A Kia Motors do Brasil aguarda para os próximos dias um decreto do governo que pode liberar cotas não utilizadas desde o ano passado por outros importadores inscritos no Inovar-Auto. O teto máximo de 4,8 mil carros por ano livres dos 30 pontos porcentuais extras de Imposto sobre Produtos Industrializados (IPI) não foi utilizado na totalidade pela maioria das marcas importadas, mas faltou para a Kia, que desde a imposição da sobretaxação viu suas vendas encolherem de 80 mil unidades em 2011 para as 10 mil em 2016. “A ideia, bem recebida pelo governo, é repassar o que não foi usado para as marcas que têm maior frota circulante e mais concessionárias no País”, afirmou José Luis Gandini, presidente da Kia Motors do Brasil e também da Abeifa (associação que reúne importadores e alguns fabricantes).

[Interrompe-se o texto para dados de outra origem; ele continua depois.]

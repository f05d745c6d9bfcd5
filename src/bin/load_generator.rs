use futures::{SinkExt, StreamExt};
use rand::Rng;
use std::net::SocketAddr;
use std::sync::atomic::{AtomicU64, Ordering};
use std::sync::Arc;
use std::time::Duration;
use tokio::net::TcpStream;
use tokio_util::codec::{Framed, LinesCodec};

// --- 配置 ---
const NUM_CLIENTS: u32 = 8; // 模拟的并发客户端数量
const TEST_DURATION: Duration = Duration::from_secs(10); // 测试持续时间
const SERVER_ADDR: &str = "127.0.0.1:8080";
const INSTRUMENTS: &[&str] = &["AAPL", "MSFT", "GOOG", "TSLA"];
const CANCEL_RATIO: u32 = 10; // 约每10条命令发一条取消

#[tokio::main]
async fn main() {
    println!("启动吞吐量测试...");
    println!("模拟客户端数量: {}", NUM_CLIENTS);
    println!("测试持续时间: {:?}", TEST_DURATION);

    let event_counter = Arc::new(AtomicU64::new(0));
    let execution_counter = Arc::new(AtomicU64::new(0));

    let mut handles = Vec::new();
    for client_id in 0..NUM_CLIENTS {
        let event_counter = event_counter.clone();
        let execution_counter = execution_counter.clone();
        let handle = tokio::spawn(async move {
            run_client(client_id, event_counter, execution_counter).await;
        });
        handles.push(handle);
    }

    // 等待测试结束
    tokio::time::sleep(TEST_DURATION).await;

    let total_events = event_counter.load(Ordering::Relaxed);
    let total_executions = execution_counter.load(Ordering::Relaxed);
    let event_rate = total_events as f64 / TEST_DURATION.as_secs_f64();

    println!("\n--- 测试结果 ---");
    println!("收到事件总数: {}", total_events);
    println!("其中成交回报: {}", total_executions);
    println!("事件速率 (events/s): {:.2}", event_rate);

    // 直接退出进程即可中止所有客户端任务
    std::process::exit(0);
}

async fn run_client(
    client_id: u32,
    event_counter: Arc<AtomicU64>,
    execution_counter: Arc<AtomicU64>,
) {
    let addr: SocketAddr = SERVER_ADDR.parse().unwrap();
    let stream = match TcpStream::connect(addr).await {
        Ok(s) => s,
        Err(e) => {
            eprintln!("[客户端 {}] 连接失败: {}", client_id, e);
            return;
        }
    };

    let framed = Framed::new(stream, LinesCodec::new());
    let (mut writer, mut reader) = framed.split();

    // 监听服务器回显事件的任务
    tokio::spawn(async move {
        while let Some(Ok(line)) = reader.next().await {
            event_counter.fetch_add(1, Ordering::Relaxed);
            if line.starts_with("E ") {
                execution_counter.fetch_add(1, Ordering::Relaxed);
            }
        }
    });

    // 发送命令的任务；订单ID按客户端分段保证全局唯一
    let mut sequence: u32 = 0;
    loop {
        sequence += 1;
        let order_id = (client_id << 24) | sequence;

        let line = {
            let mut rng = rand::thread_rng();
            if sequence > 1 && rng.gen_ratio(1, CANCEL_RATIO) {
                // 随机取消一个之前发过的订单（可能早已成交，拒绝也是正常回报）
                let victim = (client_id << 24) | rng.gen_range(1..sequence);
                format!("C {}", victim)
            } else {
                let instrument = INSTRUMENTS[rng.gen_range(0..INSTRUMENTS.len())];
                let is_buy = rng.gen::<bool>();
                let price = if is_buy {
                    rng.gen_range(49_990..=50_000)
                } else {
                    rng.gen_range(50_000..=50_010)
                };
                let count = rng.gen_range(1..=5);
                format!(
                    "{} {} {} {} {}",
                    if is_buy { "B" } else { "S" },
                    order_id,
                    instrument,
                    price,
                    count
                )
            }
        };

        if writer.send(line).await.is_err() {
            break; // 连接断开
        }
    }
}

Com esse decreto, cerca de 1,8 mil carros da Kia recém-desembarcados no Brasil poderão ser vendidos ao consumidor brasileiro sem o repasse dos 30 pontos extras. Segundo Gandini, outras empresas que eventualmente se encontrem em situação semelhante poderão se beneficiar de cotas não utilizadas em 2015. E no ano que vem, seriam repassadas as de 2016. “Desde o estabelecimento dessa cota de 4,8 mil unidades anuais, já fechamos 65 concessionárias e cerca de 5 mil postos de trabalho”, lamenta Gandini.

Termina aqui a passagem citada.